Was als ausreichendes Interesse und als Rechtsverletzung gilt, bestimmt sich nach den Erfordernissen innerstaatlichen Rechts und im Einklang mit dem Ziel, der betroffenen Öffentlichkeit im Rahmen dieses Übereinkommens einen weiten Zugang zu Gerichten zu gewähren. Zu diesem Zweck gilt das Interesse jeder Nichtregierungsorganisation, welche die in Artikel 2 Nummer 5 genannten Voraussetzungen erfüllt, als ausreichend im Sinne des Buchstaben a. Derartige Organisationen gelten auch als Träger von Rechten, die im Sinne des Buchstaben b verletzt werden können.

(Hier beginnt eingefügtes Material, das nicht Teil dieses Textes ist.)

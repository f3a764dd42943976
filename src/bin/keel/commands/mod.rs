//! Command implementations

use anyhow::{Context, Result};

use keel::core::label::Label;
use keel::core::workspace::Workspace;
use keel::ops::resolve_target;
use keel::util::config::MessageFormat;
use keel::util::shell::{ColorChoice, Shell, Verbosity};
use keel::GlobalContext;

pub mod affected;
pub mod build;
pub mod completions;
pub mod deploy;
pub mod deps;
pub mod fix;
pub mod graph;
pub mod init;
pub mod list;
pub mod run;
pub mod test;

/// Runtime for commands that drive the build graph.
fn runtime() -> Result<tokio::runtime::Runtime> {
    tokio::runtime::Builder::new_multi_thread()
        .enable_all()
        .build()
        .context("failed to start the async runtime")
}

fn shell(ctx: &GlobalContext, format: MessageFormat) -> Shell {
    let verbosity = if ctx.is_verbose() {
        Verbosity::Verbose
    } else {
        Verbosity::Normal
    };
    let color = if ctx.color() {
        ColorChoice::Auto
    } else {
        ColorChoice::Never
    };
    Shell::new(format, verbosity, color)
}

/// Resolve every command line value to a label, relative to the cwd.
fn resolve_labels(ctx: &GlobalContext, ws: &Workspace, values: &[String]) -> Result<Vec<Label>> {
    let mut labels = Vec::with_capacity(values.len());
    for value in values {
        let label = resolve_target(ws, value, ctx.cwd())?;
        if !labels.contains(&label) {
            labels.push(label);
        }
    }
    Ok(labels)
}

Absatz 2 schließt die Möglichkeit eines vorangehenden Überprüfungsverfahrens vor einer Verwaltungsbehörde nicht aus und lässt das Erfordernis der Ausschöpfung verwaltungsbehördlicher Überprüfungsverfahren vor der Einleitung gerichtlicher Überprüfungsverfahren unberührt, sofern ein derartiges Erfordernis nach innerstaatlichem Recht besteht.“

3.2.9.2. Die Art. 3, 4 Abs. 1 und 2 und 11 der EU-Richtlinie 2011/92/EU des Europäischen Parlaments und des Rates vom 13.12.2011 über die Umweltverträglichkeitsprüfung bei bestimmten öffentlichen und privaten Projekten (in Folge: „UVP-RL“) lauten:

„Artikel 2

(1) Die Mitgliedstaaten treffen die erforderlichen Maßnahmen, damit vor Erteilung der Genehmigung die Projekte, bei denen unter anderem aufgrund ihrer Art, ihrer Größe oder ihres Standortes mit erheblichen Auswirkungen auf die Umwelt zu rechnen ist, einer Genehmigungspflicht unterworfen und einer Prüfung in Bezug auf ihre Auswirkungen auf die Umwelt unterzogen werden. Diese Projekte sind in Artikel 4 definiert.“

[…]

„Artikel 3

(1) Die Umweltverträglichkeitsprüfung identifiziert, beschreibt und bewertet in geeigneter Weise nach Maßgabe eines jeden Einzelfalls die unmittelbaren und mittelbaren erheblichen Auswirkungen eines Projekts auf folgende Faktoren:

a) Bevölkerung und menschliche Gesundheit;

b) biologische Vielfalt, unter besonderer Berücksichtigung der gemäß der Richtlinie 92/43/EWG und der Richtlinie 2009/147/EG geschützten Arten und Lebensräume;

c) Fläche, Boden, Wasser, Luft und Klima;

d) Sachgüter, kulturelles Erbe und Landschaft;

e) Wechselbeziehung zwischen den unter den Buchstaben a bis d genannten Faktoren.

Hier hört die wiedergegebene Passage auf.